The present invention will be described more specifically in the following examples, but the present invention is not limited thereto. For identification of the diarylethene compound, the following ¹ HNMR and mass spectrometry were used.

( ¹ HNMR)
Intermediate compounds and diarylethene compounds were identified using a nuclear magnetic resonance spectrometer (manufactured by Bruker BioSpin KK, model: AV-300N). Deuterated chloroform was used as a solvent, and tetramethylsilane was used as a reference substance.

(Mass spectrometry)
Intermediate compounds and diarylethene compounds were identified using a mass spectrometer (manufactured by Bruker, model: FT-ICR / solariX). It was ionized by matrix-assisted laser desorption ionization (MALDI) and measured with high resolution.

Example 1
The compound represented by the formula (1a) was synthesized by the following method. First, 3-bromo-2-cyclohexyloxy-5- (4-trifluoromethyl) phenylthiophene was synthesized by the following procedure. 3,5-Dibromo-2-cyclohexyloxythiophene [document description: K. et al. Morimitsu, K.M. Shibata, S .; Kobatake, M.M. Irie, J. et al. Org. Chem. , 67, 4574-4578 (2002)] 1.23 g (3.62 mmol) was added, 60 mL of anhydrous tetrahydrofuran was added, and the mixture was cooled to -78 ° C. 1.6 M n-butyllithium hexane solution 2.5 mL (4.0 mmol) was slowly added dropwise and stirred for 1 hour. Tributyl borate 1.5 mL (5.6 mmol) was slowly added dropwise and stirred for 1 hour. The reaction was stopped by adding water, transferred to a 200 mL eggplant type flask, p-iodobenzotrifluoride 0.98 g (3.62 mmol), Pd (PPh ₃ ) ₄ 80 mg, 20 wt% aqueous sodium carbonate solution 6 mL. And refluxed at 80 ° C. for 5 hours.

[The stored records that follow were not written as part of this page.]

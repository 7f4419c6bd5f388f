mod common;

use common::*;
use fastgear::query::{col, FindOptions, OptionsMap, OrderBy, UpdateOptions};
use fastgear::{
    payload, row, ErrorKind, MemorySession, Pagination, Payload, Session, StatementConstructor,
    Value,
};

fn seeded() -> MemorySession {
    let mut session = scenario();
    session
        .seed(
            &PARENT,
            [
                row! { "id" => 2i64, "name" => "second" },
                row! { "id" => 3i64, "name" => "third" },
            ],
        )
        .unwrap();
    session
}

#[test]
fn create_from_entity_and_payload() {
    let repo = parents();
    let mut session = MemorySession::new();

    let explicit = repo
        .create(
            &mut session,
            Parent {
                id: 7,
                name: "seven".into(),
                ..Parent::default()
            },
        )
        .unwrap();
    assert_eq!(explicit.id, 7);

    let generated = repo
        .create(&mut session, payload! { "name" => "generated" })
        .unwrap();
    assert_eq!(generated.id, 8);
    assert_eq!(generated.name, "generated");
    assert_eq!(session.flushes(), 2);
}

#[test]
fn create_all_inserts_in_one_statement() {
    let repo = children();
    let mut session = scenario();
    let before = session.executed().len();

    let created = repo
        .create_all(
            &mut session,
            [
                payload! { "parent_id" => 1i64, "name" => "x" },
                payload! { "parent_id" => 1i64, "name" => "y" },
            ],
        )
        .unwrap();

    assert_eq!(created.len(), 2);
    assert_eq!(created[0].id, 12);
    let inserts = session.executed()[before..]
        .iter()
        .filter(|sql| sql.starts_with("INSERT"))
        .count();
    assert_eq!(inserts, 1);
    assert!(repo.create_all(&mut session, Vec::<Payload>::new()).unwrap().is_empty());
}

#[test]
fn find_one_variants() {
    let repo = parents();
    let mut session = seeded();

    assert_eq!(repo.find_one(&mut session, "2").unwrap().unwrap().name, "second");
    assert!(repo.find_one(&mut session, "99").unwrap().is_none());

    let err = repo.find_one_or_fail(&mut session, "99").unwrap_err();
    assert_eq!(err.kind(), ErrorKind::NotFound);
    assert_eq!(err.http_status(), 404);

    let err = repo
        .find_one_or_fail(&mut session, FindOptions::new().filter(col("id").gt(1i64)))
        .unwrap_err();
    assert_eq!(err.kind(), ErrorKind::Multiplicity);
    assert!(err.to_string().ends_with("matched more than one row"), "{err}");

    let err = repo.find_one(&mut session, "not-a-number").unwrap_err();
    assert_eq!(err.kind(), ErrorKind::BadRequest);
}

#[test]
fn find_with_options_and_map() {
    let repo = parents();
    let mut session = seeded();

    let found = repo
        .find(
            &mut session,
            FindOptions::new()
                .order_by(OrderBy::desc("id"))
                .skip(1)
                .take(1),
        )
        .unwrap();
    assert_eq!(found.len(), 1);
    assert_eq!(found[0].id, 2);

    let map = OptionsMap::new()
        .with("where", col("name").eq("third"))
        .with("take", 5u64);
    assert_eq!(repo.find(&mut session, map).unwrap()[0].id, 3);

    let bad = OptionsMap::new().with("bad_key", 1u64);
    let err = repo.find(&mut session, bad).unwrap_err();
    assert!(err.to_string().contains("bad_key"), "{err}");
    assert!(err.is_configuration());
}

#[test]
fn find_hides_soft_deleted_rows_unless_asked() {
    let repo = parents();
    let mut session = seeded();
    repo.soft_delete(&mut session, "3").unwrap();

    assert_eq!(repo.count(&mut session, FindOptions::new()).unwrap(), 2);
    let all = repo
        .find(&mut session, FindOptions::new().with_deleted())
        .unwrap();
    assert_eq!(all.len(), 3);
}

#[test]
fn find_eager_loads_relations() {
    let repo = parents();
    let mut session = seeded();

    let parent = repo
        .find_one_or_fail(&mut session, FindOptions::new().filter(col("id").eq(1i64)).relation("children"))
        .unwrap();
    let mut names: Vec<_> = parent.children.iter().map(|c| c.name.clone()).collect();
    names.sort();
    assert_eq!(names, vec!["a", "b"]);

    let narrowed = repo
        .find(
            &mut session,
            FindOptions::new()
                .filter(col("id").eq(1i64))
                .select(["name"])
                .relation("children"),
        )
        .unwrap();
    assert_eq!(narrowed[0].name, "root");
    assert_eq!(narrowed[0].children.len(), 2);

    let err = repo
        .find(&mut session, FindOptions::new().relation("nope"))
        .unwrap_err();
    assert!(err.is_configuration());
}

#[test]
fn raw_statements_are_executed_as_given() {
    let repo = parents();
    let mut session = seeded();
    let statement = StatementConstructor::new(&PARENT)
        .build_select_statement(FindOptions::new().filter(col("id").lt(3i64)))
        .unwrap();
    assert_eq!(repo.find(&mut session, statement.clone()).unwrap().len(), 2);
    assert_eq!(repo.count(&mut session, statement).unwrap(), 2);
}

#[test]
fn find_and_count_ignores_paging_for_the_total() {
    let repo = parents();
    let mut session = seeded();

    let (items, total) = repo
        .find_and_count(&mut session, FindOptions::new().take(2))
        .unwrap();
    assert_eq!(items.len(), 2);
    assert_eq!(total, 3);
}

#[test]
fn paginate_builds_a_page() {
    let repo = parents();
    let mut session = seeded();

    let page = repo
        .paginate(
            &mut session,
            Pagination::new(2, 2).sort("id", fastgear::query::Order::Asc),
        )
        .unwrap();
    assert_eq!(page.page, 2);
    assert_eq!(page.pages, 2);
    assert_eq!(page.total, 3);
    assert_eq!(page.items.len(), 1);
    assert_eq!(page.items[0].id, 3);
}

#[test]
fn update_skips_unchanged_rows() {
    let repo = parents();
    let mut session = seeded();
    let written = session.rows_written();

    let same = repo
        .update(&mut session, "2", payload! { "name" => "second" })
        .unwrap();
    assert_eq!(same.affected, 0);
    assert!(same.raw.is_empty());
    assert_eq!(session.rows_written(), written);

    let changed = repo
        .update(&mut session, "2", payload! { "name" => "renamed" })
        .unwrap();
    assert_eq!(changed.affected, 1);
    assert_eq!(changed.raw[0].name, "renamed");
    assert_eq!(
        session.find_row("parent", "id", 2i64).unwrap().value("name"),
        &Value::from("renamed")
    );
}

#[test]
fn update_edge_cases() {
    let repo = parents();
    let mut session = seeded();
    let executed = session.executed().len();

    let empty = repo
        .update(&mut session, "2", Payload::new().unset("name"))
        .unwrap();
    assert_eq!(empty.affected, 0);
    assert_eq!(session.executed().len(), executed);

    let err = repo
        .update(&mut session, "99", payload! { "name" => "x" })
        .unwrap_err();
    assert!(err.is_not_found());

    let many = repo
        .update(
            &mut session,
            UpdateOptions::new().filter(col("id").gte(2i64)),
            payload! { "name" => "bulk" },
        )
        .unwrap();
    assert_eq!(many.affected, 2);
}

#[test]
fn update_leaves_soft_deleted_rows_alone() {
    let repo = parents();
    let mut session = seeded();
    repo.soft_delete(&mut session, "3").unwrap();
    assert!(repo.find_one(&mut session, "3").unwrap().is_none());

    let err = repo
        .update(&mut session, "3", payload! { "name" => "ghost" })
        .unwrap_err();
    assert!(err.is_not_found());
    assert_eq!(
        session.find_row("parent", "id", 3i64).unwrap().value("name"),
        &Value::from("third")
    );

    let bulk = repo
        .update(
            &mut session,
            UpdateOptions::new().filter(col("id").gte(2i64)),
            payload! { "name" => "bulk" },
        )
        .unwrap();
    assert_eq!(bulk.affected, 1);
}

#[test]
fn delete_by_criteria_and_statement() {
    let repo = parents();
    let mut session = seeded();

    let deleted = repo.delete(&mut session, "3").unwrap();
    assert_eq!(deleted.affected, 1);
    assert_eq!(deleted.raw[0].value("id"), &Value::Int(3));
    assert!(session.find_row("parent", "id", 3i64).is_none());

    assert!(repo.delete(&mut session, "3").unwrap_err().is_not_found());

    let statement = StatementConstructor::new(&CHILD)
        .build_delete_statement(fastgear::DeleteOptions::new().filter(col("parent_id").eq(1i64)), None)
        .unwrap();
    let raw = repo.delete(&mut session, statement).unwrap();
    assert_eq!(raw.affected, 2);
    assert!(session.rows("child").is_empty());
}

#[test]
fn soft_delete_commits_outside_a_transaction() {
    let repo = parents();
    let mut session = three_levels();
    let commits = session.commits();

    let result = repo.soft_delete(&mut session, "1").unwrap();
    assert_eq!(result.affected, 5);
    assert_eq!(result.generated_maps[0], "parent");
    assert_eq!(session.commits(), commits + 1);
    assert!(!Session::in_nested_transaction(&session));
    assert!(session
        .executed()
        .iter()
        .any(|sql| sql.starts_with("RELEASE SAVEPOINT")));
}

#[test]
fn soft_delete_flushes_inside_an_outer_savepoint() {
    let repo = parents();
    let mut session = scenario();
    Session::begin_nested(&mut session).unwrap();
    let commits = session.commits();

    repo.soft_delete(&mut session, "1").unwrap();
    assert_eq!(session.commits(), commits);
    assert!(Session::in_nested_transaction(&session));
}

#[test]
fn soft_delete_rolls_back_on_failure() {
    let repo = parents();
    let mut session = three_levels();
    session.fail_writes_on("grandchild");

    let err = repo.soft_delete(&mut session, "1").unwrap_err();
    assert_eq!(err.kind(), ErrorKind::Database);
    assert!(marker(&session, "parent", 1).is_none());
    assert!(marker(&session, "child", 10).is_none());
    assert!(session
        .executed()
        .iter()
        .any(|sql| sql.starts_with("ROLLBACK TO SAVEPOINT")));
    assert!(!Session::in_nested_transaction(&session));
}

#[test]
fn soft_delete_missing_root_is_not_found() {
    let repo = parents();
    let mut session = scenario();
    assert!(repo.soft_delete(&mut session, "42").unwrap_err().is_not_found());
}

#[test]
fn soft_delete_rejects_composite_keys() {
    let repo: fastgear::SyncRepository<Membership> = fastgear::SyncRepository::new(
        graph(),
        fastgear::config::RepositoryConfig::default(),
    )
    .unwrap();
    let mut session = MemorySession::new();
    session
        .seed(&MEMBERSHIP, [row! { "group_id" => 1i64, "user_id" => 1i64 }])
        .unwrap();
    let written = session.rows_written();

    let err = repo
        .soft_delete(&mut session, UpdateOptions::new().filter(col("group_id").eq(1i64)))
        .unwrap_err();
    assert!(err.is_configuration());
    assert_eq!(session.rows_written(), written);
}

#[test]
fn soft_delete_with_configured_marker() {
    let config = fastgear::config::RepositoryConfig {
        soft_delete_column: "removed_at".into(),
    };
    let repo: fastgear::SyncRepository<Parent> =
        fastgear::SyncRepository::new(graph(), config).unwrap();
    let mut session = scenario();

    let err = repo.soft_delete(&mut session, "1").unwrap_err();
    assert!(err.is_configuration());

    let result = repo
        .soft_delete_with_marker(&mut session, "1", "deleted_at")
        .unwrap();
    assert_eq!(result.affected, 3);
}

#[test]
fn refresh_rereads_soft_deleted_rows() {
    let repo = parents();
    let mut session = seeded();
    let second = repo.find_one_or_fail(&mut session, "2").unwrap();
    assert!(second.deleted_at.is_none());

    repo.soft_delete(&mut session, "2").unwrap();
    let refreshed = repo.refresh(&mut session, &second).unwrap();
    assert!(refreshed.deleted_at.is_some());
}

#[test]
fn repository_requires_its_table_in_the_graph() {
    let graph = std::sync::Arc::new(fastgear::schema::SchemaGraph::new([TAG.clone()]).unwrap());
    let err = fastgear::SyncRepository::<Parent>::new(graph, Default::default()).unwrap_err();
    assert!(err.is_configuration());
}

Neutralized with dilute hydrochloric acid and extracted with ether. Salting out was carried out with a saturated aqueous sodium chloride solution and dried over magnesium sulfate. After that, it was isolated by silica gel column chromatography using hexane as a developing solvent and purified by recrystallization using hexane.
Yield 0.82 g, Yield 56%
¹ H NMR (300 MHz, CDCl ₃ , TMS) δ = 1.3-2.1 (m, 10H), 4.1-4.2 (m, 1H), 7.07 (s, 1H), 7 5-7.7 (m, 4H). HRMS (MALDI) m / z = 405.0130 (MH ^<+> ), Calcd. for C ₁₇ H ₁₆ BrF ₃ OS · H ⁺ = 405.0130.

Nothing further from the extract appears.